Calvin: A Life in Stories: Part 6, Pennsylvania

Each Monday for the next several weeks, I will be publishing one section of the biography on my father I created in collaboration with over 30 contributing writers. Each story brings a unique perspective about my father.
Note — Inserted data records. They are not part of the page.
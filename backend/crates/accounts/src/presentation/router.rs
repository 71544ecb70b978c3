//! Accounts Router

use axum::{
    Router,
    routing::{get, post},
};
use std::sync::Arc;

use crate::application::config::AccountsConfig;
use crate::application::token::TokenService;
use crate::domain::repository::{CompanyRepository, EmployeeRepository, IdentityRepository};
use crate::infra::postgres::PgAccountsRepository;
use crate::presentation::handlers::{self, AccountsState};

/// Create the accounts router with the PostgreSQL repository
pub fn accounts_router(
    repo: PgAccountsRepository,
    tokens: Arc<TokenService>,
    config: Arc<AccountsConfig>,
) -> Router {
    accounts_router_generic(repo, tokens, config)
}

/// Create a generic accounts router for any repository implementation
pub fn accounts_router_generic<R>(
    repo: R,
    tokens: Arc<TokenService>,
    config: Arc<AccountsConfig>,
) -> Router
where
    R: IdentityRepository + CompanyRepository + EmployeeRepository + Clone + Send + Sync + 'static,
{
    let state = AccountsState {
        repo: Arc::new(repo),
        tokens,
        config,
    };

    Router::new()
        .route("/companies/register", post(handlers::register_company::<R>))
        .route("/companies/login", post(handlers::login_company::<R>))
        .route("/companies", get(handlers::list_companies::<R>))
        .route("/companies/{company_id}", get(handlers::get_company::<R>))
        .route(
            "/companies/category/{industry}",
            get(handlers::companies_by_industry::<R>),
        )
        .route("/employees/register", post(handlers::register_employee::<R>))
        .route("/employees/login", post(handlers::login_employee::<R>))
        .route("/employees/search", get(handlers::search_employees::<R>))
        .with_state(state)
}
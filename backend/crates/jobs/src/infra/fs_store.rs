//! Filesystem Document Store
//!
//! Persists application documents under a configured root directory.
//! Stored names are `{uuid}_{sanitized original name}`: collision
//! resistant, and the client-supplied name is reduced to its final path
//! component so it can never traverse outside the root.

use std::path::Path;

use uuid::Uuid;

use crate::application::config::StorageConfig;
use crate::domain::document_store::{DocumentStore, StoredDocument};
use crate::error::{JobsError, JobsResult};

/// Filesystem-backed document store
#[derive(Clone)]
pub struct FsDocumentStore {
    config: StorageConfig,
}

impl FsDocumentStore {
    pub fn new(config: StorageConfig) -> Self {
        Self { config }
    }

    /// Reduce a client-supplied filename to a safe final component
    fn sanitize(original: &str) -> &str {
        let name = original.rsplit(['/', '\\']).next().unwrap_or("");
        if name.is_empty() || name == "." || name == ".." {
            "document"
        } else {
            name
        }
    }

    /// Generate a collision-resistant stored name
    fn stored_name(original: Option<&str>) -> String {
        let suffix = original.map(Self::sanitize).unwrap_or("document");
        format!("{}_{}", Uuid::new_v4(), suffix)
    }
}

impl DocumentStore for FsDocumentStore {
    async fn save(&self, original_name: Option<&str>, bytes: &[u8]) -> JobsResult<StoredDocument> {
        tokio::fs::create_dir_all(&self.config.root)
            .await
            .map_err(|e| JobsError::Storage(e.to_string()))?;

        let name = Self::stored_name(original_name);
        let path = self.config.root.join(&name);

        tokio::fs::write(&path, bytes)
            .await
            .map_err(|e| JobsError::Storage(e.to_string()))?;

        tracing::debug!(path = %path.display(), size = bytes.len(), "Document stored");

        Ok(StoredDocument { path: name })
    }

    async fn delete(&self, path: &str) -> JobsResult<()> {
        // The handle we issued is a bare name, never a path
        let name = Path::new(path)
            .file_name()
            .ok_or_else(|| JobsError::Storage(format!("Invalid document handle: {path}")))?;

        tokio::fs::remove_file(self.config.root.join(name))
            .await
            .map_err(|e| JobsError::Storage(e.to_string()))
    }
}

#[cfg(test)]
mod tests {
    use super::*;

    fn temp_store() -> FsDocumentStore {
        let root = std::env::temp_dir().join(format!("jobs-docs-{}", Uuid::new_v4()));
        FsDocumentStore::new(StorageConfig::new(root))
    }

    #[test]
    fn test_sanitize_strips_directories() {
        assert_eq!(FsDocumentStore::sanitize("resume.pdf"), "resume.pdf");
        assert_eq!(FsDocumentStore::sanitize("../../etc/passwd"), "passwd");
        assert_eq!(FsDocumentStore::sanitize("a/b/c.pdf"), "c.pdf");
        assert_eq!(FsDocumentStore::sanitize("..\\evil.exe"), "evil.exe");
        assert_eq!(FsDocumentStore::sanitize(""), "document");
        assert_eq!(FsDocumentStore::sanitize(".."), "document");
        assert_eq!(FsDocumentStore::sanitize("dir/"), "document");
    }

    #[test]
    fn test_stored_names_are_unique() {
        let a = FsDocumentStore::stored_name(Some("resume.pdf"));
        let b = FsDocumentStore::stored_name(Some("resume.pdf"));
        assert_ne!(a, b);
        assert!(a.ends_with("_resume.pdf"));
    }

    #[tokio::test]
    async fn test_save_and_delete_roundtrip() {
        let store = temp_store();

        let stored = store
            .save(Some("resume.pdf"), b"application document")
            .await
            .unwrap();

        let on_disk = store.config.root.join(&stored.path);
        assert_eq!(
            tokio::fs::read(&on_disk).await.unwrap(),
            b"application document"
        );

        store.delete(&stored.path).await.unwrap();
        assert!(!on_disk.exists());
    }

    #[tokio::test]
    async fn test_save_without_name_uses_placeholder() {
        let store = temp_store();

        let stored = store.save(None, b"bytes").await.unwrap();
        assert!(stored.path.ends_with("_document"));

        store.delete(&stored.path).await.unwrap();
    }

    #[tokio::test]
    async fn test_delete_missing_file_errors() {
        let store = temp_store();
        store.save(Some("seed.txt"), b"x").await.unwrap();

        let result = store.delete("no-such-file").await;
        assert!(matches!(result, Err(JobsError::Storage(_))));
    }
}
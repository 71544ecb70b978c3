//! Employee Entity
//!
//! Candidate-side actor profile. Referenced by applications, blogs and
//! reviews, but does not own them exclusively.

use chrono::{DateTime, Utc};

use crate::domain::value_object::{email::Email, ids::EmployeeId};

/// Employee profile entity
#[derive(Debug, Clone)]
pub struct Employee {
    /// Employee identifier, the token subject for employee logins
    pub employee_id: EmployeeId,
    /// Full display name
    pub full_name: String,
    /// Contact email, matches the identity email
    pub email: Email,
    /// Created timestamp
    pub created_at: DateTime<Utc>,
}

impl Employee {
    /// Create a new employee profile
    pub fn new(full_name: String, email: Email) -> Self {
        Self {
            employee_id: EmployeeId::new(),
            full_name,
            email,
            created_at: Utc::now(),
        }
    }
}
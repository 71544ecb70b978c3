//! Application Layer
//!
//! Use cases and application services.

pub mod application_queries;
pub mod config;
pub mod job_queries;
pub mod post_job;
pub mod submit_application;

// Re-exports
pub use application_queries::ApplicationQueries;
pub use config::StorageConfig;
pub use job_queries::JobQueries;
pub use post_job::{PostJobInput, PostJobUseCase};
pub use submit_application::{SubmitApplicationInput, SubmitApplicationUseCase};
//! Presentation Layer
//!
//! HTTP handlers, DTOs, and router.

pub mod dto;
pub mod handlers;
pub mod router;

pub use handlers::CommunityState;
pub use router::{community_router, community_router_generic};
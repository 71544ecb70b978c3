//! Employee Sign In Use Case
//!
//! Authenticates an employee account and issues a bearer token whose
//! subject is the employee profile id.

use std::sync::Arc;

use crate::application::config::AccountsConfig;
use crate::application::token::TokenService;
use crate::domain::entity::employee::Employee;
use crate::domain::repository::{EmployeeRepository, IdentityRepository};
use crate::domain::value_object::{
    account_role::AccountRole, credentials::RawPassword, email::Email,
};
use crate::error::{AccountError, AccountResult};

/// Employee sign in input
pub struct EmployeeSignInInput {
    pub email: String,
    pub password: String,
}

/// Employee sign in output
#[derive(Debug)]
pub struct EmployeeSignInOutput {
    pub token: String,
    pub employee: Employee,
    pub roles: Vec<&'static str>,
}

/// Employee sign in use case
pub struct EmployeeSignInUseCase<I, E>
where
    I: IdentityRepository,
    E: EmployeeRepository,
{
    identity_repo: Arc<I>,
    employee_repo: Arc<E>,
    tokens: Arc<TokenService>,
    config: Arc<AccountsConfig>,
}

impl<I, E> EmployeeSignInUseCase<I, E>
where
    I: IdentityRepository,
    E: EmployeeRepository,
{
    pub fn new(
        identity_repo: Arc<I>,
        employee_repo: Arc<E>,
        tokens: Arc<TokenService>,
        config: Arc<AccountsConfig>,
    ) -> Self {
        Self {
            identity_repo,
            employee_repo,
            tokens,
            config,
        }
    }

    pub async fn execute(&self, input: EmployeeSignInInput) -> AccountResult<EmployeeSignInOutput> {
        let email = Email::new(&input.email).map_err(|_| AccountError::InvalidCredentials)?;

        let identity = self
            .identity_repo
            .find_by_email(&email)
            .await?
            .ok_or(AccountError::InvalidCredentials)?;

        if identity.role != AccountRole::Employee {
            return Err(AccountError::InvalidCredentials);
        }

        let password = RawPassword::new(input.password, &self.config.password_policy)
            .map_err(|_| AccountError::InvalidCredentials)?;

        if !identity.verify_password(&password) {
            return Err(AccountError::InvalidCredentials);
        }

        let employee = self
            .employee_repo
            .find_by_email(&email)
            .await?
            .ok_or(AccountError::ProfileMissing)?;

        let token = self.tokens.issue(
            employee.employee_id.into_uuid(),
            &employee.email,
            AccountRole::Employee,
            &employee.full_name,
        )?;

        tracing::info!(employee_id = %employee.employee_id, "Employee signed in");

        Ok(EmployeeSignInOutput {
            token,
            employee,
            roles: vec![AccountRole::Employee.code()],
        })
    }
}
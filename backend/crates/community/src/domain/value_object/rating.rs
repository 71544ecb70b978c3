//! Rating Value Object

use serde::{Deserialize, Serialize};
use std::fmt;
use thiserror::Error;

/// Error returned when a rating is out of range
#[derive(Debug, Clone, PartialEq, Eq, Error)]
#[error("Rating must be between {MIN_RATING} and {MAX_RATING} (got {0})")]
pub struct RatingError(pub i16);

/// Minimum allowed rating
pub const MIN_RATING: i16 = 1;

/// Maximum allowed rating
pub const MAX_RATING: i16 = 5;

/// Review rating on a 1-5 scale
#[derive(Debug, Clone, Copy, PartialEq, Eq, PartialOrd, Ord, Serialize, Deserialize)]
#[serde(try_from = "i16", into = "i16")]
pub struct Rating(i16);

impl Rating {
    /// Create a validated rating
    pub fn new(value: i16) -> Result<Self, RatingError> {
        if (MIN_RATING..=MAX_RATING).contains(&value) {
            Ok(Self(value))
        } else {
            Err(RatingError(value))
        }
    }

    /// Create from database value (assumed already validated)
    pub fn from_db(value: i16) -> Self {
        Self(value)
    }

    #[inline]
    pub fn value(&self) -> i16 {
        self.0
    }
}

impl TryFrom<i16> for Rating {
    type Error = RatingError;

    fn try_from(value: i16) -> Result<Self, RatingError> {
        Rating::new(value)
    }
}

impl From<Rating> for i16 {
    fn from(rating: Rating) -> Self {
        rating.0
    }
}

impl fmt::Display for Rating {
    fn fmt(&self, f: &mut fmt::Formatter<'_>) -> fmt::Result {
        write!(f, "{}", self.0)
    }
}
Last week I shared part 5 of the writing project that focused on my father’s 10+ years in Bolivia. This week in part 6, the focus is on my father’s life with his growing family in Pennsylvania. Enjoy!

CALVIN:
A LIFE IN STORIES

Introduction (here)
Part 1: Ohio (September 12, 1953 – September 1971) (here)
Part 2: Goshen College (September 1971 – June 1973) (here)
Part 3: Bolivia (September 1973 – September 1976) (here)
Part 4: Ohio State (September 1976 – December 1979) (here)
Part 5: Bolivia Redux (January 1980 – July 1992) (here)
Part 6: Pennsylvania (July 1992 – December 1997) (below)
Part 7: Georgia (December 1997 – July 2004)
Part 8: Italy (July 2004 – December 2015)
Part 9: Virginia (December 2015 – Present)
Conclusion
Acknowledgements

PART 6: PENNSYLVANIA
(JULY 1992 – DECEMBER 1997)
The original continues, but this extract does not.